Curators' Pick

Olga Volgina - August 24, 2021

One of Olga Volgina’s more recent works that she’s shared on social media (as she’s a prolific artist) is a work that resonates in both an immediate and historical manner. Any (well made and meaningful) rendering of children has this power. Volgina’s children evoke a multiplicity of intersecting references: Goya’s portrait of Manuel Osorio Manrique de Zúñiga, who looks doll – like and innocent until a closer examination reveals several cats waiting to devour his pet bird, to the child’s indifference, is one. Delving even deeper into the worn faces and unflinching gaze of the children, I’m also reminded of Robertson Davies’ book World of Wonders. In response to one character relating his harsh yet essential childhood experiences, another defers that though he has experience “exploring evil” through his films, the evil of children is something that requires courage he lacks….

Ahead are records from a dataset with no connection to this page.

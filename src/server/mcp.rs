use serde::{Deserialize, Serialize};
use serde_json::{json, Value};
use std::sync::Arc;
use tokio::sync::RwLock;
use tracing::{debug, info};

use crate::config::Config;
use crate::rpc::RpcClient;
use crate::tools::{AnalyzeRequest, UnverifiedContractTool, VerifiedContractTool};

/// JSON-RPC 2.0 Request format. A request without an id is a notification
/// and gets no reply.
#[derive(Debug, Clone, Serialize, Deserialize)]
pub struct JsonRpcRequest {
    pub jsonrpc: String,
    pub method: String,
    #[serde(default)]
    pub params: Value,
    #[serde(default, skip_serializing_if = "Option::is_none")]
    pub id: Option<Value>,
}

/// JSON-RPC 2.0 Response format
#[derive(Debug, Clone, Serialize, Deserialize)]
pub struct JsonRpcResponse {
    pub jsonrpc: String,
    #[serde(skip_serializing_if = "Option::is_none")]
    pub result: Option<Value>,
    #[serde(skip_serializing_if = "Option::is_none")]
    pub error: Option<JsonRpcError>,
    pub id: Value,
}

#[derive(Debug, Clone, Serialize, Deserialize)]
pub struct JsonRpcError {
    pub code: i32,
    pub message: String,
    #[serde(skip_serializing_if = "Option::is_none")]
    pub data: Option<Value>,
}

/// MCP Tool Definition
#[derive(Debug, Clone, Serialize, Deserialize)]
pub struct ToolDefinition {
    pub name: String,
    pub description: String,
    #[serde(rename = "inputSchema")]
    pub input_schema: Value,
}

/// MCP server exposing the two contract-analysis tools
pub struct McpServer {
    config: Config,
    verified_tool: Arc<RwLock<Option<VerifiedContractTool>>>,
    unverified_tool: Arc<RwLock<Option<UnverifiedContractTool>>>,
}

impl McpServer {
    pub fn new(config: Config) -> Self {
        McpServer {
            config,
            verified_tool: Arc::new(RwLock::new(None)),
            unverified_tool: Arc::new(RwLock::new(None)),
        }
    }

    /// Initialize the server and connect to RPC
    pub async fn initialize(&self) -> crate::error::Result<()> {
        info!(
            "Initializing MCP server with RPC URL: {}",
            self.config.rpc_url
        );

        let rpc = RpcClient::new(self.config.rpc_url.clone()).await?;

        *self.verified_tool.write().await = Some(VerifiedContractTool::new(self.config.clone()));
        *self.unverified_tool.write().await =
            Some(UnverifiedContractTool::new(self.config.clone(), rpc));

        info!("MCP server initialized successfully");
        Ok(())
    }

    /// Get tool definitions (MCP spec)
    pub fn get_tool_definitions(&self) -> Vec<ToolDefinition> {
        vec![
            ToolDefinition {
                name: "analyze_verified_contract".to_string(),
                description: "Analyze a verified contract from an address on the Monad testnet."
                    .to_string(),
                input_schema: json!({
                    "type": "object",
                    "properties": {
                        "address": {
                            "type": "string",
                            "description": "Monad testnet address to analyze verified contract for"
                        }
                    },
                    "required": ["address"]
                }),
            },
            ToolDefinition {
                name: "analyze_unverified_contract".to_string(),
                description: "Analyze an unverified contract from an address on the Monad testnet."
                    .to_string(),
                input_schema: json!({
                    "type": "object",
                    "properties": {
                        "address": {
                            "type": "string",
                            "description": "Monad testnet address to analyze unverified contract for"
                        }
                    },
                    "required": ["address"]
                }),
            },
        ]
    }

    /// Handle a JSON-RPC request; notifications produce no response
    pub async fn handle_request(&self, request: JsonRpcRequest) -> Option<JsonRpcResponse> {
        debug!(
            "Handling MCP request: {} with params: {:?}",
            request.method, request.params
        );

        // Notifications (e.g. notifications/initialized) carry no id
        let id = request.id?;

        let response = match request.method.as_str() {
            "initialize" => self.handle_initialize(),
            "tools/list" => self.handle_tools_list(),
            "tools/call" => self.handle_tool_call(&request.params).await,
            "ping" => Ok(json!({"status": "ok"})),
            _ => Err(JsonRpcError {
                code: -32601,
                message: format!("Method not found: {}", request.method),
                data: None,
            }),
        };

        Some(match response {
            Ok(result) => JsonRpcResponse {
                jsonrpc: "2.0".to_string(),
                result: Some(result),
                error: None,
                id,
            },
            Err(err) => JsonRpcResponse {
                jsonrpc: "2.0".to_string(),
                result: None,
                error: Some(err),
                id,
            },
        })
    }

    fn handle_initialize(&self) -> Result<Value, JsonRpcError> {
        Ok(json!({
            "protocolVersion": "2024-11-05",
            "capabilities": {
                "tools": {}
            },
            "serverInfo": {
                "name": "contract-analyst-mcp-server",
                "version": env!("CARGO_PKG_VERSION")
            }
        }))
    }

    fn handle_tools_list(&self) -> Result<Value, JsonRpcError> {
        let tools = self.get_tool_definitions();
        serde_json::to_value(&tools)
            .map(|tools| json!({ "tools": tools }))
            .map_err(|e| JsonRpcError {
                code: -32603,
                message: format!("Internal error: {}", e),
                data: None,
            })
    }

    async fn handle_tool_call(&self, params: &Value) -> Result<Value, JsonRpcError> {
        let tool_name =
            params
                .get("name")
                .and_then(|v| v.as_str())
                .ok_or_else(|| JsonRpcError {
                    code: -32602,
                    message: "Missing or invalid 'name' parameter".to_string(),
                    data: None,
                })?;

        let arguments = params.get("arguments").ok_or_else(|| JsonRpcError {
            code: -32602,
            message: "Missing 'arguments' parameter".to_string(),
            data: None,
        })?;

        match tool_name {
            "analyze_verified_contract" => {
                let request: AnalyzeRequest =
                    serde_json::from_value(arguments.clone()).map_err(|e| JsonRpcError {
                        code: -32602,
                        message: format!("Invalid arguments: {}", e),
                        data: None,
                    })?;

                let verified_tool = self.verified_tool.read().await;
                let tool = verified_tool.as_ref().ok_or_else(|| JsonRpcError {
                    code: -32603,
                    message: "Verified contract tool not initialized".to_string(),
                    data: None,
                })?;

                let result = tool.analyze(request).await;
                serde_json::to_value(&result).map_err(|e| JsonRpcError {
                    code: -32603,
                    message: format!("Internal error: {}", e),
                    data: None,
                })
            }
            "analyze_unverified_contract" => {
                let request: AnalyzeRequest =
                    serde_json::from_value(arguments.clone()).map_err(|e| JsonRpcError {
                        code: -32602,
                        message: format!("Invalid arguments: {}", e),
                        data: None,
                    })?;

                let unverified_tool = self.unverified_tool.read().await;
                let tool = unverified_tool.as_ref().ok_or_else(|| JsonRpcError {
                    code: -32603,
                    message: "Unverified contract tool not initialized".to_string(),
                    data: None,
                })?;

                let result = tool.analyze(request).await;
                serde_json::to_value(&result).map_err(|e| JsonRpcError {
                    code: -32603,
                    message: format!("Internal error: {}", e),
                    data: None,
                })
            }
            _ => Err(JsonRpcError {
                code: -32601,
                message: format!("Tool not found: {}", tool_name),
                data: None,
            }),
        }
    }
}

#[cfg(test)]
mod tests {
    use super::*;

    fn test_server() -> McpServer {
        McpServer::new(Config::from_url("https://testnet-rpc.monad.xyz".to_string()))
    }

    fn request(method: &str, params: Value, id: Option<Value>) -> JsonRpcRequest {
        JsonRpcRequest {
            jsonrpc: "2.0".to_string(),
            method: method.to_string(),
            params,
            id,
        }
    }

    #[test]
    fn test_jsonrpc_request_serialization() {
        let request = request("tools/call", json!({}), Some(json!(1)));

        let json_str = serde_json::to_string(&request).unwrap();
        assert!(json_str.contains("tools/call"));
        assert!(json_str.contains("2.0"));
    }

    #[test]
    fn test_request_without_id_is_a_notification() {
        let request: JsonRpcRequest =
            serde_json::from_str(r#"{"jsonrpc":"2.0","method":"notifications/initialized"}"#)
                .unwrap();
        assert!(request.id.is_none());
        assert_eq!(request.params, Value::Null);
    }

    #[tokio::test]
    async fn test_notification_gets_no_response() {
        let server = test_server();
        let response = server
            .handle_request(request("notifications/initialized", json!({}), None))
            .await;
        assert!(response.is_none());
    }

    #[tokio::test]
    async fn test_initialize_reports_server_info() {
        let server = test_server();
        let response = server
            .handle_request(request("initialize", json!({}), Some(json!(1))))
            .await
            .unwrap();

        let result = response.result.unwrap();
        assert_eq!(result["serverInfo"]["name"], "contract-analyst-mcp-server");
        assert!(result["protocolVersion"].is_string());
    }

    #[tokio::test]
    async fn test_tools_list_names_both_tools() {
        let server = test_server();
        let response = server
            .handle_request(request("tools/list", json!({}), Some(json!(2))))
            .await
            .unwrap();

        let tools = response.result.unwrap()["tools"].clone();
        let names: Vec<&str> = tools
            .as_array()
            .unwrap()
            .iter()
            .map(|t| t["name"].as_str().unwrap())
            .collect();

        assert_eq!(
            names,
            vec!["analyze_verified_contract", "analyze_unverified_contract"]
        );
        for tool in tools.as_array().unwrap() {
            assert_eq!(tool["inputSchema"]["required"], json!(["address"]));
        }
    }

    #[tokio::test]
    async fn test_unknown_method_is_rejected() {
        let server = test_server();
        let response = server
            .handle_request(request("resources/list", json!({}), Some(json!(3))))
            .await
            .unwrap();

        assert_eq!(response.error.unwrap().code, -32601);
    }

    #[tokio::test]
    async fn test_unknown_tool_is_rejected() {
        let server = test_server();
        let params = json!({"name": "swap_tokens", "arguments": {"address": "0xabc"}});
        let response = server
            .handle_request(request("tools/call", params, Some(json!(4))))
            .await
            .unwrap();

        assert_eq!(response.error.unwrap().code, -32601);
    }

    #[tokio::test]
    async fn test_tool_call_before_initialize_is_an_error() {
        let server = test_server();
        let params = json!({"name": "analyze_verified_contract", "arguments": {"address": "0xabc"}});
        let response = server
            .handle_request(request("tools/call", params, Some(json!(5))))
            .await
            .unwrap();

        assert_eq!(response.error.unwrap().code, -32603);
    }

    #[tokio::test]
    async fn test_tool_call_with_bad_arguments_is_rejected() {
        let server = test_server();
        let params = json!({"name": "analyze_verified_contract", "arguments": {}});
        let response = server
            .handle_request(request("tools/call", params, Some(json!(6))))
            .await
            .unwrap();

        assert_eq!(response.error.unwrap().code, -32602);
    }

    #[tokio::test]
    async fn test_ping_answers_ok() {
        let server = test_server();
        let response = server
            .handle_request(request("ping", json!({}), Some(json!(7))))
            .await
            .unwrap();

        assert_eq!(response.result.unwrap(), json!({"status": "ok"}));
    }
}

Volgina’s children must also bring to mind Ignorance and Want, from Dickens’ A Christmas Carol, and in that instance offer a more disturbing consideration of how a child is perhaps a larger reflection (or repository) for the world in which they live. Volgina commented that when this work – titled The Mark – was finished, “now I look at them and they look at me”, but what they see, or what they think, is opaque to us. We can guess; but the children in The Mark are silent and staring, offering no answers. Perhaps they’re indifferent to us, perhaps demanding, or perhaps simply exhausted and bruised. 

Volgina lives and works in St. Petersburg, Russia. Her digital portraits, as she describes them, are both a bit unsettling and insightful. This brings to mind how sitting for some artists requires a degree of courage (never mind being nude but what of the deeper self that the artist might excavate and present for the world to see?).